Task: For every line in the records below that contains the word "transition", add one to a count, and report only that count.

--- Dataset extract Enclosed Below ---

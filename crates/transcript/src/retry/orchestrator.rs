use super::collaborators::{Generation, Persistence, SessionView};
use crate::policy::last_user_index;

use serde::Serialize;
use std::fmt;
use threadline_core::{RetryConfig, TurnId};

/// Where the retry protocol currently is.
#[derive(Debug, Clone, Copy, PartialEq, Eq, Default, Serialize)]
#[serde(rename_all = "lowercase")]
pub enum RetryState {
    #[default]
    Idle,
    /// Waiting on the persistence layer to purge the stale tail
    Deleting,
    /// Replacing the local sequence and clearing suggestions
    Truncating,
    /// Asking the generation backend to stream again
    Regenerating,
    /// The last attempt failed; a new attempt may start
    Failed,
}

impl RetryState {
    pub fn as_str(&self) -> &'static str {
        match self {
            RetryState::Idle => "idle",
            RetryState::Deleting => "deleting",
            RetryState::Truncating => "truncating",
            RetryState::Regenerating => "regenerating",
            RetryState::Failed => "failed",
        }
    }

    /// A protocol run is underway.
    pub fn is_busy(&self) -> bool {
        matches!(self, RetryState::Deleting | RetryState::Truncating | RetryState::Regenerating)
    }
}

impl fmt::Display for RetryState {
    fn fmt(&self, f: &mut fmt::Formatter<'_>) -> fmt::Result {
        write!(f, "{}", self.as_str())
    }
}

/// What one retry run worked from.
#[derive(Debug, Clone, PartialEq, Eq, Serialize)]
pub struct RetryContext {
    pub last_user_turn_id: TurnId,
    /// Source index of the last user turn.
    pub last_user_index: usize,
    /// Ids of the turns dropped from the local sequence.
    pub truncated_turns: Vec<TurnId>,
}

/// Why the persistence step did not run.
#[derive(Debug, Clone, Copy, PartialEq, Eq, Serialize)]
#[serde(rename_all = "kebab-case")]
pub enum SkipReason {
    Unauthenticated,
    NoDurableId,
    Disabled,
}

/// Result of the persistence step. Never fatal to the protocol.
#[derive(Debug, Clone, PartialEq, Eq, Serialize)]
#[serde(rename_all = "lowercase")]
pub enum DeletionOutcome {
    Deleted,
    Skipped(SkipReason),
    Failed(String),
}

/// Failures that end a retry run.
#[derive(Debug, Clone, PartialEq, Eq, thiserror::Error)]
pub enum RetryFailure {
    #[error("no user turn to retry from")]
    NoUserTurn,

    #[error("a retry is already in progress")]
    Busy,

    #[error("regenerate request failed: {0}")]
    Generation(String),
}

/// Everything one retry run did.
#[derive(Debug, Clone, PartialEq, Eq)]
pub struct RetryReport {
    pub context: Option<RetryContext>,
    pub deletion: Option<DeletionOutcome>,
    pub outcome: std::result::Result<(), RetryFailure>,
}

impl RetryReport {
    fn failed(failure: RetryFailure) -> Self {
        Self { context: None, deletion: None, outcome: Err(failure) }
    }

    /// Whether regeneration was requested successfully.
    pub fn is_success(&self) -> bool {
        self.outcome.is_ok()
    }
}

/// Retry/regenerate state machine.
///
/// A run goes idle -> deleting -> truncating -> regenerating -> idle, or ends
/// in `Failed`. A persistence failure is logged and the run continues, so
/// the local transcript recovers even when storage is unavailable. Nothing
/// a run encounters is returned as an `Err` to the caller.
#[derive(Debug, Default)]
pub struct RetryOrchestrator {
    config: RetryConfig,
    state: RetryState,
    attempts: u64,
}

impl RetryOrchestrator {
    pub fn new(config: RetryConfig) -> Self {
        Self { config, state: RetryState::Idle, attempts: 0 }
    }

    /// Current protocol state.
    pub fn state(&self) -> RetryState {
        self.state
    }

    /// False while a run is underway; bind the retry affordance to this.
    pub fn can_retry(&self) -> bool {
        !self.state.is_busy()
    }

    /// Runs started, including failed ones.
    pub fn attempts(&self) -> u64 {
        self.attempts
    }

    /// Return to `Idle` from any state, including one left by a dropped run.
    pub fn reset(&mut self) {
        if self.state.is_busy() {
            tracing::debug!(state = %self.state, "abandoned retry run reset");
        }
        self.state = RetryState::Idle;
    }

    /// Discard everything after the last user turn and regenerate from there.
    #[tracing::instrument(skip_all, fields(attempt = self.attempts + 1))]
    pub async fn retry<S>(
        &mut self, session: &mut S, persistence: &dyn Persistence, generation: &dyn Generation,
    ) -> RetryReport
    where
        S: SessionView + ?Sized,
    {
        if self.state.is_busy() {
            tracing::warn!(state = %self.state, "retry requested while another run is in progress");
            return RetryReport::failed(RetryFailure::Busy);
        }
        self.attempts += 1;
        let mut run = RunGuard { state: &mut self.state };
        run.transition(RetryState::Deleting);

        let turns = session.turns();
        let Some(index) = last_user_index(turns) else {
            tracing::warn!(turns = turns.len(), "retry aborted: no user turn in sequence");
            run.transition(RetryState::Failed);
            return RetryReport::failed(RetryFailure::NoUserTurn);
        };
        let last_user = &turns[index];
        let context = RetryContext {
            last_user_turn_id: last_user.id.clone(),
            last_user_index: index,
            truncated_turns: turns[index + 1..].iter().map(|turn| turn.id.clone()).collect(),
        };
        let durable_id = last_user.durable_id().cloned();

        let deletion = if !self.config.delete_persisted {
            DeletionOutcome::Skipped(SkipReason::Disabled)
        } else if !session.is_authenticated() {
            DeletionOutcome::Skipped(SkipReason::Unauthenticated)
        } else {
            match durable_id {
                None => DeletionOutcome::Skipped(SkipReason::NoDurableId),
                Some(id) => match persistence.delete_turns_after(&id).await {
                    Ok(()) => {
                        tracing::debug!(turn_id = %id, "persisted tail deleted");
                        DeletionOutcome::Deleted
                    }
                    Err(e) => {
                        tracing::warn!(turn_id = %id, "failed to delete persisted turns, continuing: {}", e);
                        DeletionOutcome::Failed(e.to_string())
                    }
                },
            }
        };

        run.transition(RetryState::Truncating);
        let turns = session.turns();
        let keep = last_user_index(turns).map_or(0, |index| index + 1);
        let truncated = turns[..keep].to_vec();
        tracing::info!(
            kept = truncated.len(),
            dropped = context.truncated_turns.len(),
            "transcript truncated to last user turn"
        );
        session.replace_turns(truncated);
        session.replace_suggestions(Vec::new());

        run.transition(RetryState::Regenerating);
        match generation.regenerate().await {
            Ok(()) => {
                run.transition(RetryState::Idle);
                RetryReport { context: Some(context), deletion: Some(deletion), outcome: Ok(()) }
            }
            Err(e) => {
                tracing::error!("regenerate request failed: {}", e);
                run.transition(RetryState::Failed);
                RetryReport {
                    context: Some(context),
                    deletion: Some(deletion),
                    outcome: Err(RetryFailure::Generation(e.to_string())),
                }
            }
        }
    }
}

/// Tracks the state of one run; a run dropped mid-flight ends in `Failed`.
struct RunGuard<'a> {
    state: &'a mut RetryState,
}

impl RunGuard<'_> {
    fn transition(&mut self, next: RetryState) {
        tracing::debug!(from = %self.state, to = %next, "retry state");
        *self.state = next;
    }
}

impl Drop for RunGuard<'_> {
    fn drop(&mut self) {
        if self.state.is_busy() {
            tracing::warn!(state = %self.state, "retry run dropped before completion");
            *self.state = RetryState::Failed;
        }
    }
}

--- End of Enclosed Dataset extract ---

Written answer: 7